In case the high court does weigh in, argues Rick Hasen on his Election Law Blog, Reinhardt's decision was carefully crafted "for an audience of one: Justice Kennedy."

"By crafting the argument in this way, and making the case that the only reason for passing Prop. 8 was anti-gay animus, Judge Reinhardt has given Justice Kennedy a way to decide the case without embracing a major holding recognizing a right to same sex marriage generally," writes Hasen, a University of California, Irvine, law professor. "And just like Romer would have paved a way for an affirmance here, a decision from Justice Kennedy along these lines would make it more likely that when the Supreme Court ultimately does face the same sex marriage question, it could rely on Romer and this case in recognizing such a right."

In The States

Nationally, while surveys show that a majority of Americans now support same-sex marriage, state efforts to both legalize and ban gay marriage are under way.

Washington state is on the brink of joining six other states and the District of Columbia in legalizing same-sex marriage. Meanwhile, voters in North Carolina and Minnesota this year will vote on amendments to their state constitutions that would ban same-sex marriage. Similar constitutional bans are in place in 31 states.

Meanwhile, there are at least eight pending federal lawsuits challenging the federal DOMA prohibition on same-sex marriage — many brought by same-sex couples married in states where their unions are legal. Last year, the Obama administration said it would no longer defend DOMA in court.

"The game has really changed in the last few years because the Obama administration has been looking for ways to get same-sex couples and families some benefits administratively," says M.V. Lee Badgett, research director of the Williams Institute for Sexual Orientation Law and Public Policy at the University of California, Los Angeles.

Proposition 8 supporters, including Tony Perkins at the Family Research Council, decried Tuesday's decision and vowed to continue their fight.
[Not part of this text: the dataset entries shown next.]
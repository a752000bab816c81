//! Application state shared across handlers.

use std::sync::Arc;

use crate::config::AppConfig;
use crate::shopify::AdminClient;

/// Application state shared across all handlers.
///
/// Cheaply cloneable via `Arc`.
#[derive(Clone)]
pub struct AppState {
    inner: Arc<AppStateInner>,
}

struct AppStateInner {
    config: AppConfig,
    shopify: AdminClient,
}

impl AppState {
    /// Create application state, building the Shopify client from config.
    #[must_use]
    pub fn new(config: AppConfig) -> Self {
        let shopify = AdminClient::new(&config.shopify);

        Self {
            inner: Arc::new(AppStateInner { config, shopify }),
        }
    }

    /// Get a reference to the application configuration.
    #[must_use]
    pub fn config(&self) -> &AppConfig {
        &self.inner.config
    }

    /// Get a reference to the Shopify Admin API client.
    #[must_use]
    pub fn shopify(&self) -> &AdminClient {
        &self.inner.shopify
    }
}
//! Secondary static page.

use askama::Template;
use axum::response::Html;

/// Extras page template.
#[derive(Template)]
#[template(path = "extras.html")]
pub struct ExtrasTemplate;

/// Extras page handler.
pub async fn index() -> Html<String> {
    Html(ExtrasTemplate.render().unwrap_or_else(|e| {
        tracing::error!("Template render error: {}", e);
        "Internal Server Error".to_string()
    }))
}
//! HTTP route handlers.
//!
//! # Route Structure
//!
//! ```text
//! GET  /             - Collections index page
//! POST /collections  - Write actions (create/delete), dispatched by actionType
//! GET  /extras       - Static secondary page
//! ```

pub mod collections;
pub mod extras;

use axum::{
    Router,
    routing::{get, post},
};

use crate::state::AppState;

/// Create the application router.
pub fn routes() -> Router<AppState> {
    Router::new()
        .route("/", get(collections::index))
        .route("/collections", post(collections::action))
        .route("/extras", get(extras::index))
}
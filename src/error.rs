//! Unified error handling at the request boundary.

use axum::{
    http::StatusCode,
    response::{IntoResponse, Response},
};
use thiserror::Error;

use crate::shopify::AdminApiError;

/// Application-level error type.
///
/// Write-path handlers never let this escape as an HTTP error: failures are
/// flattened into the `{error}` envelope after [`AppError::report`]. The
/// `IntoResponse` impl covers the page-rendering paths.
#[derive(Debug, Error)]
pub enum AppError {
    /// Shopify API operation failed.
    #[error(transparent)]
    Shopify(#[from] AdminApiError),

    /// Unrecognized write-action discriminator.
    #[error("Unknown actionType: {0}")]
    UnknownAction(String),

    /// Bad request from client.
    #[error("Bad request: {0}")]
    BadRequest(String),

    /// Internal server error.
    #[error("Internal error: {0}")]
    Internal(String),
}

impl AppError {
    /// Log the error with context and report server-side kinds to Sentry.
    pub fn report(&self) {
        match self {
            Self::Shopify(
                AdminApiError::Http(_)
                | AdminApiError::GraphQL(_)
                | AdminApiError::Parse(_)
                | AdminApiError::RateLimited(_),
            )
            | Self::Internal(_) => {
                let event_id = sentry::capture_error(self);
                tracing::error!(error = %self, sentry_event_id = %event_id, "request error");
            }
            _ => {
                tracing::warn!(error = %self, "request rejected");
            }
        }
    }
}

impl IntoResponse for AppError {
    fn into_response(self) -> Response {
        self.report();

        let status = match &self {
            Self::Shopify(AdminApiError::NoSession | AdminApiError::Unauthorized(_)) => {
                StatusCode::UNAUTHORIZED
            }
            Self::Shopify(AdminApiError::NotFound(_)) => StatusCode::NOT_FOUND,
            Self::Shopify(_) => StatusCode::BAD_GATEWAY,
            Self::UnknownAction(_) | Self::BadRequest(_) => StatusCode::BAD_REQUEST,
            Self::Internal(_) => StatusCode::INTERNAL_SERVER_ERROR,
        };

        let message = self.to_string();
        (status, message).into_response()
    }
}
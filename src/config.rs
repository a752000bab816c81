//! Application configuration loaded from environment variables.
//!
//! # Environment Variables
//!
//! ## Required
//! - `SHOPIFY_STORE` - Shopify store domain (e.g., your-store.myshopify.com)
//!
//! ## Optional
//! - `ADMIN_HOST` - Bind address (default: 127.0.0.1)
//! - `ADMIN_PORT` - Listen port (default: 3001)
//! - `SHOPIFY_API_VERSION` - Admin API version (default: 2025-07)
//! - `SHOPIFY_ADMIN_ACCESS_TOKEN` - Pre-authenticated Admin API token
//!   (HIGH PRIVILEGE). When absent, every Shopify operation fails with a
//!   session error until a session is installed.
//! - `SHOPIFY_GRAPHQL_ENDPOINT` - Full GraphQL endpoint URL, overriding the
//!   one derived from store + version (local mocks, tests)
//! - `SENTRY_DSN` - Sentry error tracking DSN
//! - `SENTRY_ENVIRONMENT` - Sentry environment name

use std::collections::HashMap;
use std::net::{IpAddr, SocketAddr};

use secrecy::SecretString;
use thiserror::Error;

const MIN_ENTROPY_BITS_PER_CHAR: f64 = 3.3;

/// Blocklist of common placeholder patterns (case-insensitive)
const PLACEHOLDER_PATTERNS: &[&str] = &[
    "your-",
    "changeme",
    "replace",
    "placeholder",
    "example",
    "secret",
    "password",
    "xxx",
    "todo",
    "fixme",
    "insert",
    "enter-",
    "put-your",
    "add-your",
];

/// Configuration errors that can occur during loading.
#[derive(Debug, Error)]
pub enum ConfigError {
    #[error("Missing environment variable: {0}")]
    MissingEnvVar(String),
    #[error("Invalid environment variable {0}: {1}")]
    InvalidEnvVar(String, String),
    #[error("Insecure secret in {0}: {1}")]
    InsecureSecret(String, String),
}

/// Top-level application configuration.
#[derive(Debug, Clone)]
pub struct AppConfig {
    /// IP address to bind the server to
    pub host: IpAddr,
    /// Port to listen on
    pub port: u16,
    /// Shopify Admin API configuration
    pub shopify: ShopifyAdminConfig,
    /// Sentry DSN for error tracking
    pub sentry_dsn: Option<String>,
    /// Sentry environment (e.g., "development", "production")
    pub sentry_environment: Option<String>,
}

/// Shopify Admin API configuration.
///
/// Implements `Debug` manually to redact the HIGH PRIVILEGE token.
#[derive(Clone)]
pub struct ShopifyAdminConfig {
    /// Shopify store domain (e.g., your-store.myshopify.com)
    pub store: String,
    /// Shopify API version (e.g., 2025-07)
    pub api_version: String,
    /// Pre-authenticated Admin API access token, if configured
    pub access_token: Option<SecretString>,
    /// Full GraphQL endpoint URL, overriding the derived one
    pub endpoint_override: Option<String>,
}

impl std::fmt::Debug for ShopifyAdminConfig {
    fn fmt(&self, f: &mut std::fmt::Formatter<'_>) -> std::fmt::Result {
        f.debug_struct("ShopifyAdminConfig")
            .field("store", &self.store)
            .field("api_version", &self.api_version)
            .field(
                "access_token",
                &self.access_token.as_ref().map(|_| "[REDACTED]"),
            )
            .field("endpoint_override", &self.endpoint_override)
            .finish()
    }
}

impl ShopifyAdminConfig {
    fn from_env() -> Result<Self, ConfigError> {
        let store = get_required_env("SHOPIFY_STORE")?;
        let api_version = get_env_or_default("SHOPIFY_API_VERSION", "2025-07");

        let access_token = match get_optional_env("SHOPIFY_ADMIN_ACCESS_TOKEN") {
            Some(token) => {
                validate_secret_strength(&token, "SHOPIFY_ADMIN_ACCESS_TOKEN")?;
                Some(SecretString::from(token))
            }
            None => None,
        };

        let endpoint_override = get_optional_env("SHOPIFY_GRAPHQL_ENDPOINT");

        Ok(Self {
            store,
            api_version,
            access_token,
            endpoint_override,
        })
    }

    /// Store handle without the `.myshopify.com` suffix, as used in
    /// `admin.shopify.com` URLs.
    #[must_use]
    pub fn store_handle(&self) -> &str {
        self.store
            .strip_suffix(".myshopify.com")
            .unwrap_or(&self.store)
    }
}

impl AppConfig {
    /// Load configuration from environment variables.
    ///
    /// Calls `dotenvy::dotenv()` to load from `.env` file if present.
    ///
    /// # Errors
    ///
    /// Returns `ConfigError` if required variables are missing, invalid, or
    /// if the token fails validation (placeholder detection, entropy check).
    pub fn from_env() -> Result<Self, ConfigError> {
        // Load .env file if present (ignore errors if not found)
        let _ = dotenvy::dotenv();

        let host = get_env_or_default("ADMIN_HOST", "127.0.0.1")
            .parse::<IpAddr>()
            .map_err(|e| ConfigError::InvalidEnvVar("ADMIN_HOST".to_string(), e.to_string()))?;
        let port = get_env_or_default("ADMIN_PORT", "3001")
            .parse::<u16>()
            .map_err(|e| ConfigError::InvalidEnvVar("ADMIN_PORT".to_string(), e.to_string()))?;

        let shopify = ShopifyAdminConfig::from_env()?;
        let sentry_dsn = get_optional_env("SENTRY_DSN");
        let sentry_environment = get_optional_env("SENTRY_ENVIRONMENT");

        Ok(Self {
            host,
            port,
            shopify,
            sentry_dsn,
            sentry_environment,
        })
    }

    /// Returns the socket address for binding the server.
    #[must_use]
    pub const fn socket_addr(&self) -> SocketAddr {
        SocketAddr::new(self.host, self.port)
    }
}

fn get_required_env(key: &str) -> Result<String, ConfigError> {
    std::env::var(key).map_err(|_| ConfigError::MissingEnvVar(key.to_string()))
}

fn get_optional_env(key: &str) -> Option<String> {
    std::env::var(key).ok()
}

/// Get an environment variable with a default value.
fn get_env_or_default(key: &str, default: &str) -> String {
    std::env::var(key).unwrap_or_else(|_| default.to_string())
}

/// Calculate Shannon entropy in bits per character.
fn shannon_entropy(s: &str) -> f64 {
    if s.is_empty() {
        return 0.0;
    }

    let mut freq: HashMap<char, usize> = HashMap::new();
    for c in s.chars() {
        *freq.entry(c).or_insert(0) += 1;
    }

    #[allow(clippy::cast_precision_loss)] // String length will never exceed f64 precision
    let len = s.len() as f64;
    freq.values()
        .map(|&count| {
            #[allow(clippy::cast_precision_loss)]
            let p = count as f64 / len;
            -p * p.log2()
        })
        .sum()
}

/// Validate that a secret is not a placeholder and has sufficient entropy.
fn validate_secret_strength(secret: &str, var_name: &str) -> Result<(), ConfigError> {
    let lower = secret.to_lowercase();

    for pattern in PLACEHOLDER_PATTERNS {
        if lower.contains(pattern) {
            return Err(ConfigError::InsecureSecret(
                var_name.to_string(),
                format!("appears to be a placeholder (contains '{pattern}')"),
            ));
        }
    }

    // Real API tokens have high entropy
    let entropy = shannon_entropy(secret);
    if entropy < MIN_ENTROPY_BITS_PER_CHAR {
        return Err(ConfigError::InsecureSecret(
            var_name.to_string(),
            format!(
                "entropy too low ({entropy:.2} bits/char, need >= {MIN_ENTROPY_BITS_PER_CHAR:.1}). Use a real token."
            ),
        ));
    }

    Ok(())
}

#[cfg(test)]
#[allow(clippy::unwrap_used)]
mod tests {
    use super::*;

    #[test]
    fn test_shannon_entropy_empty() {
        assert!((shannon_entropy("") - 0.0).abs() < f64::EPSILON);
    }

    #[test]
    fn test_shannon_entropy_single_char() {
        // All same character = 0 entropy
        assert!((shannon_entropy("aaaaaaa") - 0.0).abs() < f64::EPSILON);
    }

    #[test]
    fn test_shannon_entropy_two_chars() {
        // "ab" has entropy of 1 bit per char (50% a, 50% b)
        let entropy = shannon_entropy("ab");
        assert!((entropy - 1.0).abs() < 0.01);
    }

    #[test]
    fn test_validate_secret_strength_placeholder() {
        let result = validate_secret_strength("your-token-here", "TEST_VAR");
        assert!(matches!(
            result.unwrap_err(),
            ConfigError::InsecureSecret(_, _)
        ));
    }

    #[test]
    fn test_validate_secret_strength_low_entropy() {
        let result = validate_secret_strength("aaaaaaaaaaaaaaaaaaaaaaaa", "TEST_VAR");
        assert!(result.is_err());
    }

    #[test]
    fn test_validate_secret_strength_valid() {
        let result = validate_secret_strength("shpat_aB3fxY9qmK2wnL5pQ7rT0uW4zC6", "TEST_VAR");
        assert!(result.is_ok());
    }

    #[test]
    fn test_store_handle_strips_suffix() {
        let config = ShopifyAdminConfig {
            store: "acme.myshopify.com".to_string(),
            api_version: "2025-07".to_string(),
            access_token: None,
            endpoint_override: None,
        };
        assert_eq!(config.store_handle(), "acme");
    }

    #[test]
    fn test_socket_addr() {
        let config = AppConfig {
            host: "127.0.0.1".parse().unwrap(),
            port: 3001,
            shopify: ShopifyAdminConfig {
                store: "acme.myshopify.com".to_string(),
                api_version: "2025-07".to_string(),
                access_token: None,
                endpoint_override: None,
            },
            sentry_dsn: None,
            sentry_environment: None,
        };
        assert_eq!(config.socket_addr().to_string(), "127.0.0.1:3001");
    }
}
The ruling substitutes "judicial tyranny for the will of the people, who in the majority of states have amended their constitutions, as California did, to preserve marriage as the union of one man and one woman," Perkins said in a statement. "However, we remain confident that in the end, the Supreme Court will reject the absurd argument that the authors of our Constitution created or even implied a 'right' to homosexual 'marriage,' and will instead uphold the right of the people to govern themselves."

Meanwhile, in San Francisco, where the decision was issued, John Lewis and Stuart Gaffney, partners for 25 years who married during the state's brief gay-marriage window in 2008, celebrated.

"We in California have had marriage haves, and marriage have-nots," Lewis said. "There is no reason that any loving couple should not have the freedom to marry."